Course detail

LCE5809 - Survival Analysis

Credit hours

In-class work
per week
per week
15 weeks
120 hours

Edwin Moises Marcos Ortega
Fábio Prataviera

The set of techniques and statistical models for the analysis of data whose response variable is the time
until the occurrence of an event (for example, the death of an individual) is called survival analysis.
These data are often censured, i.e. the comments are incomplete in that, for some reason it was not
possible to observe the occurrence of the event. In this sense, will be developed and applied techniques
of analysis of survival in agronomic experiments and related areas, showing the estimation techniques,
verification of adjustment of the models, analysis of waste and diagnostics, as well as inference and
obtaining the confidence intervals. The specific objectives are: (i). To study and to determine the
distribution of the times of failure; ii) compare the times of failure for different groups. (iii) study the
prognostic value of possible risk factors.

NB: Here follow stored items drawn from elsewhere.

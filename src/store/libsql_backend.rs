//! libSQL backend: durable `Store` implementation.
//!
//! Records live in a single `records` table keyed by `(profile_id, key)`,
//! so several browser profiles can share one database file.

use std::path::Path;
use std::sync::Arc;

use async_trait::async_trait;
use chrono::Utc;
use libsql::{Connection, Database as LibSqlDatabase, params};
use tracing::{debug, info};

use crate::error::StoreError;
use crate::store::keys;
use crate::store::migrations;
use crate::store::traits::Store;

/// libSQL store.
///
/// Holds a single connection reused for all operations.
pub struct LibSqlStore {
    #[allow(dead_code)]
    db: Arc<LibSqlDatabase>,
    conn: Connection,
    profile_id: String,
}

impl LibSqlStore {
    /// Open (or create) a local database file and run migrations.
    pub async fn new_local(path: &Path) -> Result<Self, StoreError> {
        if let Some(parent) = path.parent() {
            std::fs::create_dir_all(parent).map_err(|e| {
                StoreError::Pool(format!("Failed to create database directory: {e}"))
            })?;
        }

        let db = libsql::Builder::new_local(path)
            .build()
            .await
            .map_err(|e| StoreError::Pool(format!("Failed to open libSQL database: {e}")))?;

        let store = Self::from_database(db).await?;
        info!(path = %path.display(), "Database opened");
        Ok(store)
    }

    /// Create an in-memory database (for tests).
    pub async fn new_memory() -> Result<Self, StoreError> {
        let db = libsql::Builder::new_local(":memory:")
            .build()
            .await
            .map_err(|e| StoreError::Pool(format!("Failed to create in-memory database: {e}")))?;
        Self::from_database(db).await
    }

    async fn from_database(db: LibSqlDatabase) -> Result<Self, StoreError> {
        let conn = db
            .connect()
            .map_err(|e| StoreError::Pool(format!("Failed to create connection: {e}")))?;
        migrations::run_migrations(&conn).await?;
        Ok(Self {
            db: Arc::new(db),
            conn,
            profile_id: keys::DEFAULT_PROFILE.to_string(),
        })
    }

    /// Scope all reads and writes to another profile.
    pub fn with_profile(mut self, profile_id: impl Into<String>) -> Self {
        self.profile_id = profile_id.into();
        self
    }

    fn conn(&self) -> &Connection {
        &self.conn
    }
}

#[async_trait]
impl Store for LibSqlStore {
    async fn get(&self, key: &str) -> Result<Option<serde_json::Value>, StoreError> {
        let mut rows = self
            .conn()
            .query(
                "SELECT value FROM records WHERE profile_id = ?1 AND key = ?2",
                params![self.profile_id.as_str(), key],
            )
            .await
            .map_err(|e| StoreError::Query(format!("get: {e}")))?;

        match rows.next().await {
            Ok(Some(row)) => {
                let value_str: String = row
                    .get(0)
                    .map_err(|e| StoreError::Query(format!("get: {e}")))?;
                let value = serde_json::from_str(&value_str)?;
                Ok(Some(value))
            }
            Ok(None) => Ok(None),
            Err(e) => Err(StoreError::Query(format!("get: {e}"))),
        }
    }

    async fn set(&self, key: &str, value: &serde_json::Value) -> Result<(), StoreError> {
        let now = Utc::now().to_rfc3339();
        let value_str = serde_json::to_string(value)?;

        self.conn()
            .execute(
                "INSERT INTO records (profile_id, key, value, updated_at) VALUES (?1, ?2, ?3, ?4)
                 ON CONFLICT (profile_id, key) DO UPDATE SET value = ?3, updated_at = ?4",
                params![self.profile_id.as_str(), key, value_str, now],
            )
            .await
            .map_err(|e| StoreError::Query(format!("set: {e}")))?;

        debug!(profile = %self.profile_id, key, "Record written");
        Ok(())
    }

    async fn delete(&self, key: &str) -> Result<bool, StoreError> {
        let count = self
            .conn()
            .execute(
                "DELETE FROM records WHERE profile_id = ?1 AND key = ?2",
                params![self.profile_id.as_str(), key],
            )
            .await
            .map_err(|e| StoreError::Query(format!("delete: {e}")))?;
        Ok(count > 0)
    }
}
//! SessionStore: typed view over the `session` record.

use std::sync::Arc;

use tracing::info;

use crate::error::StoreError;
use crate::store::{Store, keys, load, save};

use super::model::{Identity, Session};

/// Reads and writes the single session for this profile.
#[derive(Clone)]
pub struct SessionStore {
    store: Arc<dyn Store>,
}

impl SessionStore {
    pub fn new(store: Arc<dyn Store>) -> Self {
        Self { store }
    }

    /// Replace any prior session with a fresh one.
    pub async fn establish(
        &self,
        identity: Identity,
        remember_password: bool,
    ) -> Result<Session, StoreError> {
        let session = Session::new(identity, remember_password);
        save(self.store.as_ref(), keys::SESSION, &session).await?;
        info!(target_email = %session.identity.display_email(), "Session established");
        Ok(session)
    }

    pub async fn current(&self) -> Result<Option<Session>, StoreError> {
        load(self.store.as_ref(), keys::SESSION).await
    }

    /// Remove the session and the per-session profile photo.
    pub async fn clear(&self) -> Result<(), StoreError> {
        self.store.delete(keys::SESSION).await?;
        self.store.delete(keys::PROFILE_PHOTO).await?;
        info!("Session cleared");
        Ok(())
    }
}
//! FlowController: coordinates flow state, the stores, and the auth backend.

use std::sync::Arc;

use serde::Serialize;
use tokio::sync::{Mutex, MutexGuard, RwLock};
use tracing::{debug, info, warn};

use crate::auth::{AuthBackend, OTP_LENGTH, OtpDecision};
use crate::error::{AuthError, FlowError, Notice, StoreError};
use crate::route::Route;
use crate::session::{Identity, OAuthProvider, Session, SessionStore};
use crate::store::{Store, keys, load, save};
use crate::validation::{Field, FieldErrors};

use super::draft::DraftStore;
use super::forms::{AliasForm, LegalNameForm, LocationForm, LoginForm, SignUpForm};
use super::model::{DraftPatch, DraftProfile, ProfilePhoto};
use super::otp::OtpChallenge;
use super::state::FlowState;

/// A completed state change.
#[derive(Debug, Clone, Copy, PartialEq, Eq, Serialize)]
pub struct Transition {
    pub from: FlowState,
    pub to: FlowState,
}

impl Transition {
    /// Where the view should navigate.
    pub fn route(&self) -> Route {
        self.to.route()
    }
}

/// Snapshot of the flow for the view.
#[derive(Debug, Clone, PartialEq, Eq, Serialize)]
pub struct FlowStatus {
    pub state: FlowState,
    pub route: Route,
    #[serde(skip_serializing_if = "Option::is_none")]
    pub progress: Option<u8>,
    pub authenticated: bool,
}

/// Where focus goes after editing one OTP slot.
#[derive(Debug, Clone, Copy, PartialEq, Eq, Serialize)]
pub struct OtpFocus {
    pub focus: usize,
    pub complete: bool,
}

/// What the dashboard shows.
#[derive(Debug, Clone, Serialize)]
pub struct DashboardView {
    pub identity: Identity,
    #[serde(skip_serializing_if = "Option::is_none")]
    pub provider: Option<OAuthProvider>,
    pub avatar_initial: char,
    #[serde(skip_serializing_if = "Option::is_none")]
    pub photo: Option<ProfilePhoto>,
    #[serde(skip_serializing_if = "Option::is_none")]
    pub legal_name: Option<String>,
    #[serde(skip_serializing_if = "Option::is_none")]
    pub location: Option<String>,
    pub profile: DraftProfile,
    pub session: Session,
}

/// Drives one user's way through login, OTP, and onboarding.
///
/// One transition runs at a time; a second attempt while a backend call is
/// pending returns [`FlowError::Busy`].
pub struct FlowController {
    store: Arc<dyn Store>,
    sessions: SessionStore,
    drafts: DraftStore,
    auth: Arc<dyn AuthBackend>,
    state: RwLock<FlowState>,
    otp: RwLock<Option<OtpChallenge>>,
    transition: Mutex<()>,
}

1 Introduction 2. Basic concepts: time of failure, types of censorship, data representation of survival. 3.
Functions of interest: Function of survival, function of risk, relationship between the functions. 4. Nonparametric
methods for the analysis of data on survival: the Kaplan-Meier analysis, actuarial estimator
or ironing board of life, Nelson-Aalen estimator, the comparison of survival curves. 5. Proportional
Hazards Model: Cox regression model, pets of physical, checking the assumption of the Cox proportional
hazards and analysis of waste. 6. Parametric methods for the analysis of data on survival: basic
distributions in survival analysis (Exponential, Weibull, Log-normal, extreme value, generalized Range,
Weibull Multiple, Weibull-exponenciado), pets of parameters, confidence interval of parameters, choose
the appropriate distribution. 7. Models of regression in the analysis of survival: the logistic regression
models, exponential, Weibull widespread range, inference in logistic regression models and analysis of
waste and diagnosis. 8. Regression models with cure fraction. 9. Regression models bivariates with
censored data. 10. Regression models with random effect.